## RECORDS TO PROCESS
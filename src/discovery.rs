//! LAN discovery: UDP multicast beacons announcing the local endpoint, no
//! central directory. Receivers hand dialable candidates to the cluster
//! over a bounded channel; no connection work happens on the socket task.

use std::net::{Ipv4Addr, SocketAddr};
use std::sync::Arc;
use std::time::Duration;

use iroh::NodeId;
use log::{debug, warn};
use serde::{Deserialize, Serialize};
use tokio::net::UdpSocket;
use tokio::sync::mpsc;

const MULTICAST_GROUP: Ipv4Addr = Ipv4Addr::new(239, 255, 72, 85);
const BEACON_INTERVAL: Duration = Duration::from_secs(4);

/// A peer seen on the local network, ready to be dialed.
#[derive(Debug, Clone)]
pub struct PeerCandidate {
    pub node_id: NodeId,
    pub addr: SocketAddr,
}

/// Datagram payload. Announcements go to the multicast group; replies go
/// back unicast so a freshly started node learns its neighbours without
/// waiting a full beacon interval.
#[derive(Debug, Clone, PartialEq, Eq, Serialize, Deserialize)]
#[serde(tag = "kind", rename_all = "snake_case")]
enum BeaconMessage {
    Announce { node_id: String, port: u16 },
    Reply { node_id: String, port: u16 },
}

/// Run the discovery subsystem until cancelled.
pub async fn run_discovery(
    local_id: NodeId,
    p2p_port: u16,
    discovery_port: u16,
    candidate_tx: mpsc::Sender<PeerCandidate>,
) -> anyhow::Result<()> {
    let socket = Arc::new(make_multicast_socket(discovery_port)?);
    let dest = SocketAddr::from((MULTICAST_GROUP, discovery_port));
    let announce = serde_json::to_vec(&BeaconMessage::Announce {
        node_id: local_id.to_string(),
        port: p2p_port,
    })?;

    let beacon_socket = socket.clone();
    let beacon_task = tokio::spawn(async move {
        loop {
            if let Err(e) = beacon_socket.send_to(&announce, dest).await {
                debug!("Beacon send failed: {}", e);
            }
            tokio::time::sleep(BEACON_INTERVAL).await;
        }
    });
    let recv_task = tokio::spawn(recv_loop(socket, local_id, p2p_port, candidate_tx));

    let _ = tokio::try_join!(beacon_task, recv_task);
    Ok(())
}

fn make_multicast_socket(discovery_port: u16) -> std::io::Result<UdpSocket> {
    let std_sock = std::net::UdpSocket::bind(("0.0.0.0", discovery_port))?;
    std_sock.join_multicast_v4(&MULTICAST_GROUP, &Ipv4Addr::UNSPECIFIED)?;
    std_sock.set_multicast_ttl_v4(1)?;
    std_sock.set_nonblocking(true)?;
    UdpSocket::from_std(std_sock)
}

async fn recv_loop(
    socket: Arc<UdpSocket>,
    local_id: NodeId,
    p2p_port: u16,
    candidate_tx: mpsc::Sender<PeerCandidate>,
) -> std::io::Result<()> {
    let reply = serde_json::to_vec(&BeaconMessage::Reply {
        node_id: local_id.to_string(),
        port: p2p_port,
    })
    .map_err(|e| std::io::Error::new(std::io::ErrorKind::InvalidData, e))?;

    let mut buf = vec![0u8; 2048];
    loop {
        let (n, from) = socket.recv_from(&mut buf).await?;
        let message: BeaconMessage = match serde_json::from_slice(&buf[..n]) {
            Ok(message) => message,
            Err(e) => {
                debug!("Ignoring malformed beacon from {}: {}", from, e);
                continue;
            }
        };
        let (peer, port, wants_reply) = match message {
            BeaconMessage::Announce { node_id, port } => (node_id, port, true),
            BeaconMessage::Reply { node_id, port } => (node_id, port, false),
        };
        let node_id: NodeId = match peer.parse() {
            Ok(id) => id,
            Err(e) => {
                warn!("Beacon from {} carries an invalid node id: {}", from, e);
                continue;
            }
        };
        if node_id == local_id {
            continue;
        }
        let candidate = PeerCandidate {
            node_id,
            addr: SocketAddr::new(from.ip(), port),
        };
        // Hand off only; dialing happens on the cluster's own task. A full
        // queue drops the candidate, the next beacon repeats it.
        if candidate_tx.try_send(candidate).is_err() {
            debug!("Discovery queue full, dropping candidate {}", node_id);
        }
        if wants_reply {
            if let Err(e) = socket.send_to(&reply, from).await {
                debug!("Discovery reply to {} failed: {}", from, e);
            }
        }
    }
}

#[cfg(test)]
mod tests {
    use super::*;

    #[test]
    fn beacon_wire_shape() {
        let message = BeaconMessage::Announce {
            node_id: "abc123".into(),
            port: 5000,
        };
        let json = serde_json::to_string(&message).unwrap();
        assert_eq!(json, r#"{"kind":"announce","node_id":"abc123","port":5000}"#);
        let decoded: BeaconMessage = serde_json::from_str(&json).unwrap();
        assert_eq!(decoded, message);
    }

    #[test]
    fn reply_roundtrips() {
        let message = BeaconMessage::Reply {
            node_id: "abc123".into(),
            port: 5001,
        };
        let bytes = serde_json::to_vec(&message).unwrap();
        let decoded: BeaconMessage = serde_json::from_slice(&bytes).unwrap();
        assert_eq!(decoded, message);
    }

    #[test]
    fn malformed_beacon_does_not_parse() {
        let result: Result<BeaconMessage, _> = serde_json::from_slice(b"not json");
        assert!(result.is_err());
    }
}
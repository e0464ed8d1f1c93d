//! Container runtime seam. The scheduler drives deployments through this
//! trait; container semantics stay with the runtime behind it.

use anyhow::Result;
use async_trait::async_trait;

pub mod docker;
pub use docker::DockerRuntime;

#[async_trait]
pub trait ContainerRuntime: Send + Sync {
    /// Pull `image` and start a container for it under the given key.
    /// Returns the runtime's container id.
    async fn start(&self, key: &str, image: &str) -> Result<String>;

    /// Stop and remove a container previously started under `key`.
    async fn stop(&self, key: &str, container_id: &str) -> Result<()>;

    /// Remove exited containers left over from earlier runs. Returns how
    /// many were removed.
    async fn prune_exited(&self) -> Result<usize>;
}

## WHAT NEEDS TO BE DONE
Once you reach the line that holds "async fn start(&self, key: &str, image: &str)", print it and every line after it through the end of the records, word for word.

## ANSWER BOX
    async fn start(&self, key: &str, image: &str) -> Result<String>;

    /// Stop and remove a container previously started under `key`.
    async fn stop(&self, key: &str, container_id: &str) -> Result<()>;

    /// Remove exited containers left over from earlier runs. Returns how
    /// many were removed.
    async fn prune_exited(&self) -> Result<usize>;
}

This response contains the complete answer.